→ **Data**
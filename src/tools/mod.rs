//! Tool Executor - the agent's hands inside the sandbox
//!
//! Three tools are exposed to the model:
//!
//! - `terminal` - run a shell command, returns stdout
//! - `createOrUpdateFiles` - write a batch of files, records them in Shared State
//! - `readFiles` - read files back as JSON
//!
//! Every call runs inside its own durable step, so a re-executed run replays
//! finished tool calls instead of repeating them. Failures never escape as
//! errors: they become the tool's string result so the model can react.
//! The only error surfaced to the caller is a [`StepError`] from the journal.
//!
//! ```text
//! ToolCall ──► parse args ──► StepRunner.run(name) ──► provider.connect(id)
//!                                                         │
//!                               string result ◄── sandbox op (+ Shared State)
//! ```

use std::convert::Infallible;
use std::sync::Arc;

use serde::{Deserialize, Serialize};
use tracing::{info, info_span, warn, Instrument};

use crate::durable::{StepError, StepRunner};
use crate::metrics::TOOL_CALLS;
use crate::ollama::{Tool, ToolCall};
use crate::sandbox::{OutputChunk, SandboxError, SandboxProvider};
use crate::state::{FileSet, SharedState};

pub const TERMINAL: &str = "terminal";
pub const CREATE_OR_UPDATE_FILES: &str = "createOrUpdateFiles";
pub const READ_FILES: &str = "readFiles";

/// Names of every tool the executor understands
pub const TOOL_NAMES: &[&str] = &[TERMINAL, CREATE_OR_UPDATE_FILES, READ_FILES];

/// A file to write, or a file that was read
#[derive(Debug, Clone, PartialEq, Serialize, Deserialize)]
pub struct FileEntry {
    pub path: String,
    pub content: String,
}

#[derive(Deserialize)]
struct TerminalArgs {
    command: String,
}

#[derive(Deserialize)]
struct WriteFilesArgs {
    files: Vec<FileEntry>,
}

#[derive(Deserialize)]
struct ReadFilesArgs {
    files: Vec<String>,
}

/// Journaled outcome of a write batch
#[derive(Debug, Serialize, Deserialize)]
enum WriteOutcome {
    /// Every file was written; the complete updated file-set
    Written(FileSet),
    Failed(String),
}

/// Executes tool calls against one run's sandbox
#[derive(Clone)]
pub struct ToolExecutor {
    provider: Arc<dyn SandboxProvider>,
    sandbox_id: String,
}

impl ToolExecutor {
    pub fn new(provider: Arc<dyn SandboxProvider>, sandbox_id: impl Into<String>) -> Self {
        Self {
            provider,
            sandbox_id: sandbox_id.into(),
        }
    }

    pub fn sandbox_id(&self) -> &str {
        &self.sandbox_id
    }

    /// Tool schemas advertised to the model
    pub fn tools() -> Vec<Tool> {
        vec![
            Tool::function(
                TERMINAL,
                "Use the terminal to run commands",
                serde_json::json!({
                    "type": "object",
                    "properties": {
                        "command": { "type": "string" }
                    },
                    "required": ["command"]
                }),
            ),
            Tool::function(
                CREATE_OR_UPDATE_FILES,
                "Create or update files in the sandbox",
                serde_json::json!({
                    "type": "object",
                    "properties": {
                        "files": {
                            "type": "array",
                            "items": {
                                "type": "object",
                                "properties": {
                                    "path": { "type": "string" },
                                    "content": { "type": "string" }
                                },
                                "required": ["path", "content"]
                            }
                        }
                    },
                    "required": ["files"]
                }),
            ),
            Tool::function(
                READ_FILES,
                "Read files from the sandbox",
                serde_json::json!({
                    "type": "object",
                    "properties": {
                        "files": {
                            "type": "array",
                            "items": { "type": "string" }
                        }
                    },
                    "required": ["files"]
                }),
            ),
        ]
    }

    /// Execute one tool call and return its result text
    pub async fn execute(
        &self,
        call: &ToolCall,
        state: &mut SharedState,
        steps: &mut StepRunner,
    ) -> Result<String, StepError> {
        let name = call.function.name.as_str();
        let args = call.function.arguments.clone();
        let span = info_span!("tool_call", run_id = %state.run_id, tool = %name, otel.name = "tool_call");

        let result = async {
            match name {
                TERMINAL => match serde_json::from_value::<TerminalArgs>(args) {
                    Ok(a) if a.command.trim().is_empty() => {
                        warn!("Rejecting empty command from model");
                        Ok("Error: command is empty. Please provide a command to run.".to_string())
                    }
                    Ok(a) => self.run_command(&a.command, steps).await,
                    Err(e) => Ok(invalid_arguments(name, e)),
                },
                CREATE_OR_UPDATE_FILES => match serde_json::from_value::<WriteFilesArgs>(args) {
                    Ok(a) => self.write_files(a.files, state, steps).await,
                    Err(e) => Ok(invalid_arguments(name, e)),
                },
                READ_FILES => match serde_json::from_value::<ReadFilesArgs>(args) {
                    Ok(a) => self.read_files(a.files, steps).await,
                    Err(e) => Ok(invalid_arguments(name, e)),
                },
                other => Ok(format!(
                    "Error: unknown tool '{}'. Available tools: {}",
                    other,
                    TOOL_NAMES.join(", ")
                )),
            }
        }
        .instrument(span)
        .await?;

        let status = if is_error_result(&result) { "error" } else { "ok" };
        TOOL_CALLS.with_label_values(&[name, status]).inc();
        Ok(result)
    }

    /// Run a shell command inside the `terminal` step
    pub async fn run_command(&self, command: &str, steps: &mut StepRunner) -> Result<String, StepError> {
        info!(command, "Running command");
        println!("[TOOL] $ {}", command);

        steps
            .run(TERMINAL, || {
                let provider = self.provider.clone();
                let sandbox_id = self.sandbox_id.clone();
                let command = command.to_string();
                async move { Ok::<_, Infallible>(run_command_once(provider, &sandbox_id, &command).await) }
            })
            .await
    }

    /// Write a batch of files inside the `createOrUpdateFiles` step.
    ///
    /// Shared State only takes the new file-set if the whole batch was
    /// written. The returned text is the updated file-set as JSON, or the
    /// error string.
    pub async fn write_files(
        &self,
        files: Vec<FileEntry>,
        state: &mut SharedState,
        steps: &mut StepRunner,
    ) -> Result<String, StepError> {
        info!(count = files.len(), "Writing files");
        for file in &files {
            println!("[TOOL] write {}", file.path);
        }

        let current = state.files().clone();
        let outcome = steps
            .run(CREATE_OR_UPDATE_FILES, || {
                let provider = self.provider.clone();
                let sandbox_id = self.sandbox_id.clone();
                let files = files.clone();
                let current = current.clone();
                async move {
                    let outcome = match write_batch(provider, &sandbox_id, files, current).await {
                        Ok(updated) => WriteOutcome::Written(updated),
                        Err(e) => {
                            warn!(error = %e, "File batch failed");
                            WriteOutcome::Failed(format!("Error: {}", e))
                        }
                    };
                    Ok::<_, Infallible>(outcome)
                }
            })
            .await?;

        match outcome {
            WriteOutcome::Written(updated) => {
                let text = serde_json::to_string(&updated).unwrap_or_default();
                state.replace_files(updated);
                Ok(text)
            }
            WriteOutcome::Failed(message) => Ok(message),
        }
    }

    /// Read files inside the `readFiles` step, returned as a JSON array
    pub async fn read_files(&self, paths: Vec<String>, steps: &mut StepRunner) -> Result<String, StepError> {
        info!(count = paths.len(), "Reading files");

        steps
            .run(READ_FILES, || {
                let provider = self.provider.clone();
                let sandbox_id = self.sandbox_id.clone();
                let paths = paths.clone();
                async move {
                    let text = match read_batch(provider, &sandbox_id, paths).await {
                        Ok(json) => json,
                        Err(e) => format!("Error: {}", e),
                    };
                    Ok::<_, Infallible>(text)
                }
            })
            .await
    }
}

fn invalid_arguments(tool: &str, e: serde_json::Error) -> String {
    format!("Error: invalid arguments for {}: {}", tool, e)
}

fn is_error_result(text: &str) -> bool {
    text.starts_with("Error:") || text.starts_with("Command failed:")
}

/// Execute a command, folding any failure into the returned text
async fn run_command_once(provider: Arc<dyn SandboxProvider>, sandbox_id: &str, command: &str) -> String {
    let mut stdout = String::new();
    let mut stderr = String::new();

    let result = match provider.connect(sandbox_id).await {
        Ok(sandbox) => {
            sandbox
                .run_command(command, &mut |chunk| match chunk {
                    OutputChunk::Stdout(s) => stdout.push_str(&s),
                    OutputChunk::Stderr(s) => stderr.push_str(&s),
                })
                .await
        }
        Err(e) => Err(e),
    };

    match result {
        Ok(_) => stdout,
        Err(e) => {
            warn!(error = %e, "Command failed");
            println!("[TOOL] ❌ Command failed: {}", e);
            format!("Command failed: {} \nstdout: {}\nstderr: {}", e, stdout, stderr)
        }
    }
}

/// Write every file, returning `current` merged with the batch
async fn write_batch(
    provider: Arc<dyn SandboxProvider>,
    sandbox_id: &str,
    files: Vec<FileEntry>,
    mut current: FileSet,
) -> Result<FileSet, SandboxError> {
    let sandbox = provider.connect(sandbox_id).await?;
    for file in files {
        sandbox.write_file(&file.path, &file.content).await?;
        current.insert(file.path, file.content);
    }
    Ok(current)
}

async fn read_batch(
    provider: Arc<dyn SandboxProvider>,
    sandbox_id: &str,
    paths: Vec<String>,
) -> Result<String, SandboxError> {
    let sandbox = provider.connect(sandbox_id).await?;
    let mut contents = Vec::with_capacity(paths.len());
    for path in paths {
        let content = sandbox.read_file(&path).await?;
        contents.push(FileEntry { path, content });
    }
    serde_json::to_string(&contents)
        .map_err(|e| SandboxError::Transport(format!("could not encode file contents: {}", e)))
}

→ **Task requirements**
From the line that has "let outcome = match" through the line that has "let text = serde_json::to_string(&updated).unwrap_or_default();", copy every line exactly as it appears above, and leave out all others.

→ **Result below**
                    let outcome = match write_batch(provider, &sandbox_id, files, current).await {
                        Ok(updated) => WriteOutcome::Written(updated),
                        Err(e) => {
                            warn!(error = %e, "File batch failed");
                            WriteOutcome::Failed(format!("Error: {}", e))
                        }
                    };
                    Ok::<_, Infallible>(outcome)
                }
            })
            .await?;

        match outcome {
            WriteOutcome::Written(updated) => {
                let text = serde_json::to_string(&updated).unwrap_or_default();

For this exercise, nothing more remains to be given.